From Dr Peter Warburton.

Sir, In “The overstated inflation danger” (Comment, June 12), Martin Wolf seriously underestimates both the scale and proximity of a bout of global inflation. The inflationary threat is multifaceted and requires a more comprehensive examination.

While we plainly do not have Keynesian demand overheating or excessive monetary growth at the global level, there is an abundance of supply-side inflation and a real and present danger of fiscal inflation. Producer cost curves have shifted steeply higher for crude oil, mined commodities and agricultural products for a variety of reasons, including infrastructure deficits, government regulation and environmental policies. Failure to address structural government budget deficits means that, five years on from a global credit crisis, advanced economies have austerity fatigue.

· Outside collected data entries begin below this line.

// src/summarize/gemini.rs
//! Gemini `generateContent` backend. Requires a Gemini API key.

use std::time::Duration;

use anyhow::{Context, Result};
use async_trait::async_trait;
use serde::{Deserialize, Serialize};

use super::{BackendError, SummaryBackend, SummaryRequest};

const PROMPT_TEMPLATE: &str = include_str!("prompt.txt");
const DEFAULT_MODEL: &str = "gemini-2.5-flash";
const API_BASE: &str = "https://generativelanguage.googleapis.com/v1beta/models";

pub struct GeminiBackend {
    http: reqwest::Client,
    api_key: String,
    model: String,
}

impl GeminiBackend {
    pub fn new(api_key: String) -> Result<Self> {
        Self::with_model(api_key, DEFAULT_MODEL)
    }

    pub fn with_model(api_key: String, model: &str) -> Result<Self> {
        let http = reqwest::Client::builder()
            .user_agent("boxwatch/0.1 (+github.com/boxwatch/boxwatch)")
            .connect_timeout(Duration::from_secs(4))
            .timeout(Duration::from_secs(20))
            .build()
            .context("building Gemini HTTP client")?;
        Ok(Self {
            http,
            api_key,
            model: model.to_string(),
        })
    }

    fn render_prompt(request: &SummaryRequest) -> String {
        PROMPT_TEMPLATE
            .replace("{source}", &request.source)
            .replace("{url}", &request.url)
            .replace("{body}", &request.body)
    }
}

#[async_trait]
impl SummaryBackend for GeminiBackend {
    async fn generate(&self, request: &SummaryRequest) -> Result<String, BackendError> {
        #[derive(Serialize)]
        struct Part<'a> {
            text: &'a str,
        }
        #[derive(Serialize)]
        struct Content<'a> {
            parts: Vec<Part<'a>>,
        }
        #[derive(Serialize)]
        struct Req<'a> {
            contents: Vec<Content<'a>>,
        }
        #[derive(Deserialize)]
        struct RespPart {
            text: Option<String>,
        }
        #[derive(Deserialize)]
        struct RespContent {
            parts: Option<Vec<RespPart>>,
        }
        #[derive(Deserialize)]
        struct Candidate {
            content: Option<RespContent>,
        }
        #[derive(Deserialize)]
        struct Resp {
            candidates: Option<Vec<Candidate>>,
        }

        let prompt = Self::render_prompt(request);
        let req = Req {
            contents: vec![Content {
                parts: vec![Part { text: &prompt }],
            }],
        };

        let url = format!("{API_BASE}/{}:generateContent", self.model);
        let resp = self
            .http
            .post(&url)
            .header("x-goog-api-key", &self.api_key)
            .json(&req)
            .send()
            .await
            .map_err(|e| {
                if e.is_timeout() {
                    BackendError::Overloaded(format!("request timed out: {e}"))
                } else {
                    BackendError::Request(format!("sending request: {e}"))
                }
            })?;

        let status = resp.status();
        if !status.is_success() {
            let body = resp.text().await.unwrap_or_default();
            return Err(classify_http_failure(status.as_u16(), &body));
        }

        let body: Resp = resp
            .json()
            .await
            .map_err(|e| BackendError::Request(format!("decoding response: {e}")))?;
        let text = body
            .candidates
            .and_then(|mut c| c.drain(..).next())
            .and_then(|c| c.content)
            .and_then(|c| c.parts)
            .map(|parts| {
                parts
                    .into_iter()
                    .filter_map(|p| p.text)
                    .collect::<Vec<_>>()
                    .join("")
            })
            .unwrap_or_default();
        if text.is_empty() {
            return Err(BackendError::Request("response contained no text".into()));
        }
        Ok(text)
    }

    fn name(&self) -> &'static str {
        "gemini"
    }
}

/// 429/503 and explicit overload messages are transient; everything else
/// (auth, bad request, server bugs) is fatal.
fn classify_http_failure(status: u16, body: &str) -> BackendError {
    let overloaded = matches!(status, 429 | 503)
        || body.to_ascii_lowercase().contains("the model is overloaded");
    if overloaded {
        BackendError::Overloaded(format!("HTTP {status}: {}", truncate(body, 200)))
    } else {
        BackendError::Request(format!("HTTP {status}: {}", truncate(body, 200)))
    }
}

fn truncate(s: &str, max: usize) -> &str {
    let mut end = max.min(s.len());
    while end > 0 && !s.is_char_boundary(end) {
        end -= 1;
    }
    &s[..end]
}
// src/source/illumicrate.rs
//! Illumicrate news scraper. Article cards carry the post title in the link's
//! aria-label; only "exclusive:" posts qualify.

use anyhow::{anyhow, Context, Result};
use async_trait::async_trait;
use once_cell::sync::Lazy;
use scraper::{Html, Selector};

use super::{condense_text, fetch_page, scrape_client, Announcement, Source};

const ORIGIN: &str = "https://us.illumicrate.com";
const INDEX_URL: &str = "https://us.illumicrate.com/blogs/news";
const KEYWORD: &str = "exclusive:";

static SEL_CARD_LINK: Lazy<Selector> =
    Lazy::new(|| Selector::parse(".article-card > a").expect("card link selector"));
static SEL_ARTICLE: Lazy<Selector> =
    Lazy::new(|| Selector::parse(".article__content").expect("article selector"));

pub struct Illumicrate {
    http: reqwest::Client,
}

impl Illumicrate {
    pub fn new() -> Result<Self> {
        Ok(Self {
            http: scrape_client()?,
        })
    }
}

#[async_trait]
impl Source for Illumicrate {
    async fn latest(&self) -> Result<Option<Announcement>> {
        let index = fetch_page(&self.http, INDEX_URL).await?;
        let (label, href) = first_card(&index)?;

        if !label.to_lowercase().contains(KEYWORD) {
            tracing::info!(source = self.name(), %label, "latest post is not an exclusive");
            return Ok(None);
        }

        let url = format!("{ORIGIN}{href}");
        let page = fetch_page(&self.http, &url).await?;
        let body = article_text(&page)?;
        Ok(Some(Announcement {
            source: "Illumicrate".to_string(),
            url,
            body,
        }))
    }

    fn name(&self) -> &'static str {
        "illumicrate"
    }
}

/// aria-label and relative href of the newest article card.
fn first_card(html: &str) -> Result<(String, String)> {
    let doc = Html::parse_document(html);
    let link = doc
        .select(&SEL_CARD_LINK)
        .next()
        .ok_or_else(|| anyhow!("article card link not found on {INDEX_URL}"))?;
    let label = link
        .value()
        .attr("aria-label")
        .context("article card link has no aria-label")?
        .to_string();
    let href = link
        .value()
        .attr("href")
        .context("article card link has no href")?
        .to_string();
    Ok((label, href))
}

fn article_text(html: &str) -> Result<String> {
    let doc = Html::parse_document(html);
    let article = doc
        .select(&SEL_ARTICLE)
        .next()
        .ok_or_else(|| anyhow!("article content not found"))?;
    Ok(condense_text(&article.text().collect::<String>()))
}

Mr Wolf has argued forcefully that governments should go the whole hog and monetise additional fiscal spending. Central bank independence was thought to be an ultimate line of defence against the re-emergence of inflation but we have already seen that this is a fallacy. In the US and Japan, political expediency has trumped central bank independence and has destabilised medium-term inflation expectations. As more and more investors share the inflationary long view, in trigger-happy financial markets the long view can quickly become the short view.

Peter Warburton, Director, Economic Perspectives, Luton, Beds, UK

Get alerts on Opinion when a new story is published

Copyright The Financial Times Limited 2020. All rights reserved.
Reuse this content (opens in new window)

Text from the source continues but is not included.